TASK GOAL
Would you reproduce the entries that follow exactly as they appear?

(Records excerpted from a collection)
####

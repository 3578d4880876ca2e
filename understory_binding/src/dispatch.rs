// Copyright 2025 the Understory Authors
// SPDX-License-Identifier: Apache-2.0 OR MIT

//! Marshalling work onto the context that owns a property.
//!
//! The runtime never spawns threads. A property that must be written from its
//! owning context hands the write to a [`Dispatcher`], which decides where and
//! when it runs.

use crate::error::BindingError;

/// A unit of work handed to a [`Dispatcher`].
pub type Task = Box<dyn FnOnce() + Send>;

/// Runs tasks in the execution context of a property.
///
/// Closures of the form `Fn(Task) -> Result<(), BindingError>` implement this
/// trait, which makes forwarding into a channel a one-liner:
///
/// ```rust
/// use std::sync::mpsc;
/// use understory_binding::{BindingError, Dispatcher, Task};
///
/// let (sender, receiver) = mpsc::channel::<Task>();
/// let dispatcher =
///     move |task: Task| sender.send(task).map_err(|_| BindingError::DispatcherClosed);
///
/// dispatcher.dispatch(Box::new(|| {})).unwrap();
/// assert!(receiver.try_recv().is_ok());
/// ```
pub trait Dispatcher: Send + Sync {
    /// Schedules `task`.
    ///
    /// Returns [`BindingError::DispatcherClosed`] if the target context no
    /// longer accepts work.
    fn dispatch(&self, task: Task) -> Result<(), BindingError>;
}

impl<F> Dispatcher for F
where
    F: Fn(Task) -> Result<(), BindingError> + Send + Sync,
{
    #[inline]
    fn dispatch(&self, task: Task) -> Result<(), BindingError> {
        self(task)
    }
}

/// Runs every task inline on the calling thread.
#[derive(Copy, Clone, Debug, Default)]
pub struct ImmediateDispatcher;

impl Dispatcher for ImmediateDispatcher {
    #[inline]
    fn dispatch(&self, task: Task) -> Result<(), BindingError> {
        task();
        Ok(())
    }
}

####

ANSWER BOX
repository 3578d4880876ca2e
filename understory_binding/src/dispatch.rs
// Copyright 2025 the Understory Authors
// SPDX-License-Identifier: Apache-2.0 OR MIT

//! Marshalling work onto the context that owns a property.
//!
//! The runtime never spawns threads. A property that must be written from its
//! owning context hands the write to a [`Dispatcher`], which decides where and
//! when it runs.

use crate::error::BindingError;

/// A unit of work handed to a [`Dispatcher`].
pub type Task = Box<dyn FnOnce() + Send>;

/// Runs tasks in the execution context of a property.
///
/// Closures of the form `Fn(Task) -> Result<(), BindingError>` implement this
/// trait, which makes forwarding into a channel a one-liner:
///
/// ```rust
/// use std::sync::mpsc;
/// use understory_binding::{BindingError, Dispatcher, Task};
///
/// let (sender, receiver) = mpsc::channel::<Task>();
/// let dispatcher =
///     move |task: Task| sender.send(task).map_err(|_| BindingError::DispatcherClosed);
///
/// dispatcher.dispatch(Box::new(|| {})).unwrap();
/// assert!(receiver.try_recv().is_ok());
/// ```
pub trait Dispatcher: Send + Sync {
    /// Schedules `task`.
    ///
    /// Returns [`BindingError::DispatcherClosed`] if the target context no
    /// longer accepts work.
    fn dispatch(&self, task: Task) -> Result<(), BindingError>;
}

impl<F> Dispatcher for F
where
    F: Fn(Task) -> Result<(), BindingError> + Send + Sync,
{
    #[inline]
    fn dispatch(&self, task: Task) -> Result<(), BindingError> {
        self(task)
    }
}

/// Runs every task inline on the calling thread.
#[derive(Copy, Clone, Debug, Default)]
pub struct ImmediateDispatcher;

impl Dispatcher for ImmediateDispatcher {
    #[inline]
    fn dispatch(&self, task: Task) -> Result<(), BindingError> {
        task();
        Ok(())
    }
}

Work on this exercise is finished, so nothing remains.